Data listing
⟨

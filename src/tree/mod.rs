//! Remote tree model with lazy child resolution
//!
//! A [`RemoteItem`] is a node of the remote namespace. Folders start out
//! [`ResolutionState::Unresolved`], holding the [`Query`] that lists their
//! children, and move exactly once to `Resolved` or `Error`. Concurrent
//! callers of [`RemoteItem::resolve`] are serialized, so a node is listed at
//! most once.
//!
//! Resolved children are always ordered folders first, then by
//! case-insensitive name.

mod builder;

pub use builder::build_tree;

use crate::config::RetryConfig;
use crate::error::{Error, Result};
use crate::format::{FOLDER_TYPE, FORM_TYPE, ROOT_TYPE, SHORTCUT_TYPE, is_folder_type};
use crate::remote::{ClientPool, RemoteEntry};
use crate::retry::with_retry;
use crate::types::ItemId;
use chrono::{DateTime, Utc};
use std::sync::{Arc, Mutex, MutexGuard, PoisonError};

/// Page size requested from listing calls
pub const PAGE_SIZE: u32 = 1000;

/// Identifier given to synthetic roots
pub const ROOT_ID: &str = "virtual-root";

/// How the entries returned by a [`Query`] become children
#[derive(Clone, Copy, Debug, PartialEq, Eq)]
pub enum QueryShape {
    /// Each entry is a direct child; sub-folders stay lazy
    Children,
    /// Entries are a flat dump of a whole subtree, rebuilt from parent links
    Flattened,
}

/// Resolver handle: the listing query that enumerates a folder
#[derive(Clone, Debug, PartialEq, Eq)]
pub struct Query {
    /// Service query expression
    pub filter: String,
    /// Requested page size
    pub page_size: u32,
    /// How results attach to the node
    pub shape: QueryShape,
}

impl Query {
    fn new(filter: String, shape: QueryShape) -> Self {
        Self {
            filter: format!(
                "{} and mimeType != '{}' and mimeType != '{}'",
                filter, FORM_TYPE, SHORTCUT_TYPE
            ),
            page_size: PAGE_SIZE,
            shape,
        }
    }

    /// Direct children of a folder
    pub fn children_of(id: &ItemId) -> Self {
        Self::new(
            format!(
                "'{}' in parents and trashed = false",
                id.as_str().replace('\'', "\\'")
            ),
            QueryShape::Children,
        )
    }

    /// Everything the account owns, as one tree
    pub fn owned() -> Self {
        Self::new(
            "'me' in owners and trashed = false".to_string(),
            QueryShape::Flattened,
        )
    }

    /// Everything shared with the account, as one tree
    pub fn shared_with_me() -> Self {
        Self::new(
            "(not 'me' in owners or sharedWithMe = true) and trashed = false".to_string(),
            QueryShape::Flattened,
        )
    }

    /// The trash, as one tree
    pub fn trashed() -> Self {
        Self::new("trashed = true".to_string(), QueryShape::Flattened)
    }
}

/// Children resolution state of a node
#[derive(Clone, Debug)]
pub enum ResolutionState {
    /// Not yet listed; holds the query that will list it
    Unresolved(Query),
    /// Listed; children kept in folder-first, name order
    Resolved(Vec<Arc<RemoteItem>>),
    /// Listing failed; the node reports no children and is not retried
    Error(String),
}

impl ResolutionState {
    /// Apply the outcome of a listing
    ///
    /// Only `Unresolved` moves; `Resolved` and `Error` are final and returned
    /// unchanged.
    pub fn complete(
        self,
        outcome: std::result::Result<Vec<Arc<RemoteItem>>, String>,
    ) -> ResolutionState {
        match self {
            ResolutionState::Unresolved(_) => match outcome {
                Ok(mut children) => {
                    sort_children(&mut children);
                    ResolutionState::Resolved(children)
                }
                Err(message) => ResolutionState::Error(message),
            },
            settled => settled,
        }
    }
}

/// UI placeholder shown in place of real children
#[derive(Clone, Copy, Debug, PartialEq, Eq)]
pub enum Placeholder {
    /// Children not listed yet
    Loading,
    /// Folder listed and empty
    Empty,
    /// Listing failed
    Error,
}

impl Placeholder {
    /// Marker label
    pub fn label(&self) -> &'static str {
        match self {
            Placeholder::Loading => "loading",
            Placeholder::Empty => "empty",
            Placeholder::Error => "error",
        }
    }
}

/// What a presentation layer shows under a node
#[derive(Clone, Debug)]
pub enum ChildView {
    /// A real child
    Item(Arc<RemoteItem>),
    /// A placeholder; never a transfer target
    Placeholder(Placeholder),
}

/// A node of the remote namespace
#[derive(Debug)]
pub struct RemoteItem {
    /// Item identifier
    pub id: ItemId,
    /// Display name
    pub name: String,
    /// Content type
    pub content_type: String,
    /// Size in bytes (0 for folders until computed)
    pub size: u64,
    /// Last modification time reported by the service
    pub modified: Option<DateTime<Utc>>,
    /// Whether the item is shared
    pub shared: bool,
    /// Direct binary URL used when the media download is refused
    pub binary_url: Option<String>,
    state: Mutex<ResolutionState>,
    /// Serializes resolution so concurrent callers see one listing
    resolving: tokio::sync::Mutex<()>,
}

impl RemoteItem {
    fn with_state(
        id: ItemId,
        name: String,
        content_type: String,
        size: u64,
        state: ResolutionState,
    ) -> Self {
        Self {
            id,
            name,
            content_type,
            size,
            modified: None,
            shared: false,
            binary_url: None,
            state: Mutex::new(state),
            resolving: tokio::sync::Mutex::new(()),
        }
    }

    /// A document or binary file
    pub fn file(
        id: impl Into<ItemId>,
        name: impl Into<String>,
        content_type: impl Into<String>,
        size: u64,
    ) -> Self {
        Self::with_state(
            id.into(),
            name.into(),
            content_type.into(),
            size,
            ResolutionState::Resolved(Vec::new()),
        )
    }

    /// A folder whose children are listed on first resolution
    pub fn folder(id: impl Into<ItemId>, name: impl Into<String>) -> Self {
        let id = id.into();
        let query = Query::children_of(&id);
        Self::with_state(
            id,
            name.into(),
            FOLDER_TYPE.to_string(),
            0,
            ResolutionState::Unresolved(query),
        )
    }

    /// A synthetic root listed by an arbitrary query
    pub fn query_root(name: impl Into<String>, query: Query) -> Self {
        Self::with_state(
            ItemId::from(ROOT_ID),
            name.into(),
            ROOT_TYPE.to_string(),
            0,
            ResolutionState::Unresolved(query),
        )
    }

    /// Node for a listing entry; folders stay lazy
    pub fn from_entry(entry: RemoteEntry) -> Self {
        let id = ItemId::from(entry.id);
        let state = if is_folder_type(&entry.content_type) {
            ResolutionState::Unresolved(Query::children_of(&id))
        } else {
            ResolutionState::Resolved(Vec::new())
        };
        let mut item = Self::with_state(id, entry.name, entry.content_type, entry.size, state);
        item.modified = entry.modified;
        item.shared = entry.shared;
        item.binary_url = entry.binary_url;
        item
    }

    /// Set the modification time
    pub fn with_modified(mut self, modified: DateTime<Utc>) -> Self {
        self.modified = Some(modified);
        self
    }

    /// Set the shared flag
    pub fn with_shared(mut self, shared: bool) -> Self {
        self.shared = shared;
        self
    }

    /// Set the binary fallback URL
    pub fn with_binary_url(mut self, url: impl Into<String>) -> Self {
        self.binary_url = Some(url.into());
        self
    }

    /// Mark a folder resolved with the given children (ignored for files)
    pub fn with_children(self, mut children: Vec<Arc<RemoteItem>>) -> Self {
        if !self.is_folder() {
            tracing::warn!(item_id = %self.id, "Ignoring children given to a non-folder item");
            return self;
        }
        sort_children(&mut children);
        *self.lock_state() = ResolutionState::Resolved(children);
        self
    }

    /// Whether this node is a folder (real or synthetic root)
    pub fn is_folder(&self) -> bool {
        is_folder_type(&self.content_type)
    }

    /// Whether the children are known (true for files and empty folders)
    pub fn is_resolved(&self) -> bool {
        matches!(*self.lock_state(), ResolutionState::Resolved(_))
    }

    /// Whether listing this folder failed
    pub fn is_error(&self) -> bool {
        matches!(*self.lock_state(), ResolutionState::Error(_))
    }

    /// A copy of the current resolution state
    pub fn state(&self) -> ResolutionState {
        self.lock_state().clone()
    }

    /// Real children; empty unless resolved
    pub fn children(&self) -> Vec<Arc<RemoteItem>> {
        match &*self.lock_state() {
            ResolutionState::Resolved(children) => children.clone(),
            _ => Vec::new(),
        }
    }

    /// Children as a presentation layer shows them, placeholders included
    pub fn children_view(&self) -> Vec<ChildView> {
        if !self.is_folder() {
            return Vec::new();
        }
        match &*self.lock_state() {
            ResolutionState::Unresolved(_) => vec![ChildView::Placeholder(Placeholder::Loading)],
            ResolutionState::Error(_) => vec![ChildView::Placeholder(Placeholder::Error)],
            ResolutionState::Resolved(children) if children.is_empty() => {
                vec![ChildView::Placeholder(Placeholder::Empty)]
            }
            ResolutionState::Resolved(children) => {
                children.iter().cloned().map(ChildView::Item).collect()
            }
        }
    }

    /// Insert a child into a resolved folder, keeping the order
    pub fn add_child(&self, child: Arc<RemoteItem>) -> Result<()> {
        if !self.is_folder() {
            return Err(Error::NotAFolder(self.name.clone()));
        }
        match &mut *self.lock_state() {
            ResolutionState::Resolved(children) => {
                children.push(child);
                sort_children(children);
                Ok(())
            }
            _ => Err(Error::Other(format!(
                "cannot add a child to unresolved folder '{}'",
                self.name
            ))),
        }
    }

    /// Remove a child by id
    pub fn remove_child(&self, id: &ItemId) -> Option<Arc<RemoteItem>> {
        match &mut *self.lock_state() {
            ResolutionState::Resolved(children) => {
                let idx = children.iter().position(|c| &c.id == id)?;
                Some(children.remove(idx))
            }
            _ => None,
        }
    }

    /// List this folder's children, once
    ///
    /// The first call runs the stored query (retrying transient failures)
    /// and settles the state. Later calls return the settled children without
    /// a remote call; an `Error` node yields no children. Concurrent callers
    /// wait for the first one and share its result.
    pub async fn resolve(
        &self,
        clients: &ClientPool,
        retry: &RetryConfig,
    ) -> Result<Vec<Arc<RemoteItem>>> {
        let _gate = self.resolving.lock().await;

        let query = match &*self.lock_state() {
            ResolutionState::Resolved(children) => return Ok(children.clone()),
            ResolutionState::Error(_) => return Ok(Vec::new()),
            ResolutionState::Unresolved(query) => query.clone(),
        };

        let outcome = fetch_children(&query, clients, retry).await;

        {
            let mut state = self.lock_state();
            let previous = std::mem::replace(&mut *state, ResolutionState::Error(String::new()));
            *state = previous.complete(outcome.as_ref().cloned().map_err(|e| e.to_string()));
        }

        match outcome {
            Ok(children) => {
                tracing::debug!(item_id = %self.id, name = %self.name, children = children.len(), "Folder resolved");
                Ok(self.children())
            }
            Err(e) => {
                tracing::warn!(item_id = %self.id, name = %self.name, error = %e, "Folder listing failed");
                Err(e)
            }
        }
    }

    /// Bytes of all files reachable through resolved folders
    ///
    /// Unresolved folders contribute nothing until they are listed.
    pub fn known_bytes(&self) -> u64 {
        if !self.is_folder() {
            return self.size;
        }
        self.children().iter().map(|child| child.known_bytes()).sum()
    }

    fn lock_state(&self) -> MutexGuard<'_, ResolutionState> {
        self.state.lock().unwrap_or_else(PoisonError::into_inner)
    }
}

/// Folders first, then case-insensitive name
pub fn sort_children(children: &mut [Arc<RemoteItem>]) {
    children.sort_by_cached_key(|child| (!child.is_folder(), child.name.to_lowercase()));
}

/// Run a query to completion, following page tokens
pub async fn list_all(
    query: &Query,
    clients: &ClientPool,
    retry: &RetryConfig,
) -> Result<Vec<RemoteEntry>> {
    let mut entries = Vec::new();
    let mut token: Option<String> = None;

    loop {
        let page_token = token.as_deref();
        let page = with_retry(retry, || async move {
            let mut client = clients.checkout()?;
            client.list(query, page_token).await
        })
        .await?;

        entries.extend(page.entries);
        match page.next_page_token {
            Some(next) if !next.is_empty() => token = Some(next),
            _ => break,
        }
    }

    Ok(entries)
}

async fn fetch_children(
    query: &Query,
    clients: &ClientPool,
    retry: &RetryConfig,
) -> Result<Vec<Arc<RemoteItem>>> {
    let entries = list_all(query, clients, retry).await?;
    Ok(match query.shape {
        QueryShape::Children => entries
            .into_iter()
            .map(|entry| Arc::new(RemoteItem::from_entry(entry)))
            .collect(),
        QueryShape::Flattened => builder::attach_flat(entries),
    })
}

⟩

Work instructions
Return a copy of each line in the entries that carries the string "insensitive".

Solution to this exercise
//! case-insensitive name.
/// Folders first, then case-insensitive name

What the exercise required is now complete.